We depleted histone B4 from Xenopus egg extract using established protocols (Figure 6C, Dasso et al., 1994; Dimitrov et al., 1994) and examined the assembly of nucleosomes in the presence or absence of sodium butyrate (Figure 6D). We find that nucleosomes are assembled with comparable efficiency (data not shown) and comparable resistance to micrococcal nuclease independently of sodium butyrate (Figure 6D, compare lanes 1‐6 with 7‐14). There is a slight increase in nuclease sensitivity following depletion of histone B4 (Figure 6D, compare lanes 1‐3 and 7‐10 with 4‐6 and 11‐14). Our next experiments examined the consequences for the transcription of two class III genes: satellite I DNA (Wolffe, 1989) and a 5S rRNA gene, that are assembled into chromatin under these various conditions on a replicating template. As a control, we made use of double‐stranded DNA templates that are assembled into chromatin inefficiently and that remain transcriptionally competent under these reaction conditions (Almouzni et al., 1990b, 1991). We find that the depletion of histone B4 from the extract leads to a modest 2‐fold stimulation of transcription (Figure 6E, compare lanes 3 and 4), as does the addition of sodium butyrate (Figure 6E, compare lanes 3 and 5). However, when the extract is both depleted of histone B4 and maintained in the presence of sodium butyrate, there is a >10‐fold augmentation of transcription (Figure 6E, compare lanes 3 and 6). Transcription levels become similar to those of a comparable mass of double‐stranded DNA that is only inefficiently assembled into chromatin in this system (Figure 6E, compare lanes 1 and 6). Thus linker histone deficiency and the maintenance of histone acetylation states also contribute to facilitating transcription from chromatin assembled under these conditions (see also Figures 1 and 5).
The major conclusion from this work is that acetylation of the core histones facilitates transcription of chromatin templates in the absence of linker histones (Figures 1, 5 and 6). Incorporation of linker histones into chromatin represses transcription independently of core histone acetylation (Figures 5 and 6). We have also excluded two molecular mechanisms by which acetylation of the core histones might facilitate transcription. Neither nucleosome mobility nor nucleosome positioning change as a consequence of histone acetylation (Figures 2,3,4). We suggest that local changes in the stability with which the N‐terminal tails of the core histones contact DNA in the nucleosome dependent on their acetylation (Hong et al., 1993) will have the major influence on transcription within these model templates.

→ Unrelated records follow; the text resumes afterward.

//! Local node supervisor.
//!
//! Starts the node at most once, serves cached accounts without spawning, and
//! tears the node down on request.

use crate::engine::{Harvester, NodeProcess};
use crate::model::{NodeConfig, Notification};
use crate::storage::AccountRegistry;
use std::path::{Path, PathBuf};
use std::process::ExitStatus;
use tokio::sync::mpsc::{self, UnboundedSender};
use tracing::{error, info, warn};

/// What a start request did.
#[derive(Debug, Clone, Copy, PartialEq, Eq)]
pub(crate) enum StartOutcome {
    /// A complete account set was already stored and has been delivered.
    Cached,
    /// A node is already running; nothing was spawned.
    AlreadyRunning,
    /// A new node was spawned; accounts will be delivered once harvested.
    Spawned,
    /// Spawning failed and an error was delivered.
    Failed,
}

struct RunningNode {
    process: NodeProcess,
    harvester: tokio::task::JoinHandle<()>,
    workspace: PathBuf,
}

pub(crate) struct Supervisor {
    cfg: NodeConfig,
    registry: AccountRegistry,
    node: Option<RunningNode>,
}

impl Supervisor {
    pub fn new(cfg: NodeConfig, registry: AccountRegistry) -> Self {
        Self {
            cfg,
            registry,
            node: None,
        }
    }

    pub fn start(
        &mut self,
        workspace: &Path,
        sink: &UnboundedSender<Notification>,
    ) -> StartOutcome {
        match self.registry.cached(workspace) {
            Ok(Some(accounts)) => {
                info!(workspace = %workspace.display(), "Serving cached accounts");
                let _ = sink.send(Notification::Accounts { accounts });
                return StartOutcome::Cached;
            }
            Ok(None) => {}
            Err(e) => warn!("Failed to read cached accounts, starting a fresh node: {e:#}"),
        }

        self.reap();
        if let Some(node) = &self.node {
            info!(
                pid = ?node.process.id(),
                workspace = %node.workspace.display(),
                "Local node already running"
            );
            return StartOutcome::AlreadyRunning;
        }

        let (chunk_tx, chunk_rx) = mpsc::unbounded_channel();
        let process = match NodeProcess::spawn(&self.cfg, workspace, chunk_tx) {
            Ok(process) => process,
            Err(e) => {
                error!("{e}");
                let _ = sink.send(Notification::error(e.to_string()));
                return StartOutcome::Failed;
            }
        };

        let harvester = Harvester {
            registry: self.registry.clone(),
            workspace: workspace.to_path_buf(),
            policy: self.cfg.harvest_policy,
            sink: sink.clone(),
        };
        self.node = Some(RunningNode {
            process,
            harvester: tokio::spawn(harvester.run(chunk_rx)),
            workspace: workspace.to_path_buf(),
        });
        StartOutcome::Spawned
    }

    /// Kill the running node, if any. Returns whether a node was stopped.
    ///
    /// Unharvested output is discarded; stored accounts are kept.
    pub async fn stop(&mut self) -> bool {
        let Some(node) = self.node.take() else {
            return false;
        };
        info!(pid = ?node.process.id(), "Stopping local node");
        node.harvester.abort();
        node.process.kill().await;
        true
    }

    /// Drop the handle of a node that exited on its own.
    ///
    /// The harvest task is left to finish on its own: output the node printed
    /// before exiting may still be queued.
    pub fn reap(&mut self) -> Option<ExitStatus> {
        let status = self.node.as_mut()?.process.try_exited()?;
        warn!("Local node exited unexpectedly ({status})");
        self.node = None;
        Some(status)
    }

    #[cfg(test)]
    pub fn is_running(&mut self) -> bool {
        self.reap();
        self.node.is_some()
    }
}
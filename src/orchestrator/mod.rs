//! Application-level orchestration of the local node.
//!
//! This module owns the node lifecycle (start/stop/reap) behind a single
//! controller task. CLI layers send commands and read notifications so that
//! no two callers ever mutate the supervisor concurrently.

mod controller;
mod supervisor;

pub(crate) use controller::{run_controller, NodeCommand};
pub(crate) use supervisor::{StartOutcome, Supervisor};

Histone acetylation facilitates transcription
Histone acetylation has long been correlated with transcriptional activity (Allfrey et al., 1964; Hebbes et al., 1988; reviewed by Turner, 1991, 1993). An important and unresolved issue has been whether the acetylation of core histones could have a causal influence on transcription, or whether the accumulation of acetylated histones in chromatin was a consequence of transcriptional activity. Three lines of experimental work now suggest that histone acetylation has a causal role in facilitating the transcription process. (i) Histone acetylation can occur in genes that will become transcriptionally competent, but are yet to be transcribed (Hebbes et al., 1988, 1992, 1994). (ii) Histone acetylation, in particular that of H4 (Vettese‐Dadey et al., 1996), facilitates transcription factor access to nucleosomal DNA (Lee et al., 1993; Vettese‐Dadey et al., 1996) and the transcription of nucleosomal templates in vitro (Figures 1, 5 and 6). (iii) An increasing number of transcriptional activators have been characterized that have the capacity to acetylate the core histones (Brownell et al., 1996; Mizzen et al., 1996; Ogryzko et al., 1996; Yang et al., 1996). Although it is probable that these transcriptional activators have other functions that facilitate transcription (Barlev et al., 1995), modification of the histones is established as functioning to increase the accessibility of nucleosomal DNA to the transcriptional machinery and provides a viable regulatory step for the transcription process (Brownell et al., 1996; Wolffe and Pruss, 1996).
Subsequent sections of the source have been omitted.